Start of Block

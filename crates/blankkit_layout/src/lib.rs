//! `blankkit_layout` v1:
//! Declarative sheet-layout kernel for measurement-protocol report blanks.
//!
//! Module layout:
//! - `conf`    : constants and the named style-archetype catalog
//! - `spec`    : layout specs, grid models, error types
//! - `util`    : pure geometry and name helpers
//! - `builder` : build kernel turning layouts into styled grids
//! - `presets` : the six report-sheet layout factories
//! - `writer`  : XLSX render collaborator
pub mod builder;
pub mod conf;
pub mod presets;
pub mod spec;
pub mod util;
pub mod writer;

pub use builder::{build_report_sheets, build_sheet};
pub use conf::{
    C_FONT_NAME_DEFAULT, EnumStyleArchetype, N_LEN_EXCEL_SHEET_NAME_MAX, StyleCatalog,
    TUP_EXCEL_ILLEGAL, derive_default_margins_cm,
};
pub use presets::{
    derive_all_report_layouts, derive_layout_gamma_indoor, derive_layout_gamma_outdoor,
    derive_layout_illumination, derive_layout_noise, derive_layout_radon,
    derive_layout_ventilation,
};
pub use spec::{
    EnumBorderLine, EnumMergeBorderMode, EnumPrintOrientation, LayoutError, SheetBuild,
    SheetGrid, SpecCellStyle, SpecHeaderBlock, SpecMergedRange, SpecPageMargins,
    SpecPrintSettings, SpecSheetCell, SpecSheetLayout,
};
pub use util::{cm_to_page_units, pixels_to_points, pixels_to_width_units, sanitize_sheet_name};
pub use writer::{derive_rust_xlsx_format, render_sheet, render_workbook};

End of Block

- **WHAT TO WORK ON**:
The expected output is a verbatim retyping of each line from the one with "measurement-protocol report blanks." to the end of the listing above, with both end lines kept and nothing added.

- **EXERCISE OUTPUT**:
//! Declarative sheet-layout kernel for measurement-protocol report blanks.
//!
//! Module layout:
//! - `conf`    : constants and the named style-archetype catalog
//! - `spec`    : layout specs, grid models, error types
//! - `util`    : pure geometry and name helpers
//! - `builder` : build kernel turning layouts into styled grids
//! - `presets` : the six report-sheet layout factories
//! - `writer`  : XLSX render collaborator
pub mod builder;
pub mod conf;
pub mod presets;
pub mod spec;
pub mod util;
pub mod writer;

pub use builder::{build_report_sheets, build_sheet};
pub use conf::{
    C_FONT_NAME_DEFAULT, EnumStyleArchetype, N_LEN_EXCEL_SHEET_NAME_MAX, StyleCatalog,
    TUP_EXCEL_ILLEGAL, derive_default_margins_cm,
};
pub use presets::{
    derive_all_report_layouts, derive_layout_gamma_indoor, derive_layout_gamma_outdoor,
    derive_layout_illumination, derive_layout_noise, derive_layout_radon,
    derive_layout_ventilation,
};
pub use spec::{
    EnumBorderLine, EnumMergeBorderMode, EnumPrintOrientation, LayoutError, SheetBuild,
    SheetGrid, SpecCellStyle, SpecHeaderBlock, SpecMergedRange, SpecPageMargins,
    SpecPrintSettings, SpecSheetCell, SpecSheetLayout,
};
pub use util::{cm_to_page_units, pixels_to_points, pixels_to_width_units, sanitize_sheet_name};
pub use writer::{derive_rust_xlsx_format, render_sheet, render_workbook};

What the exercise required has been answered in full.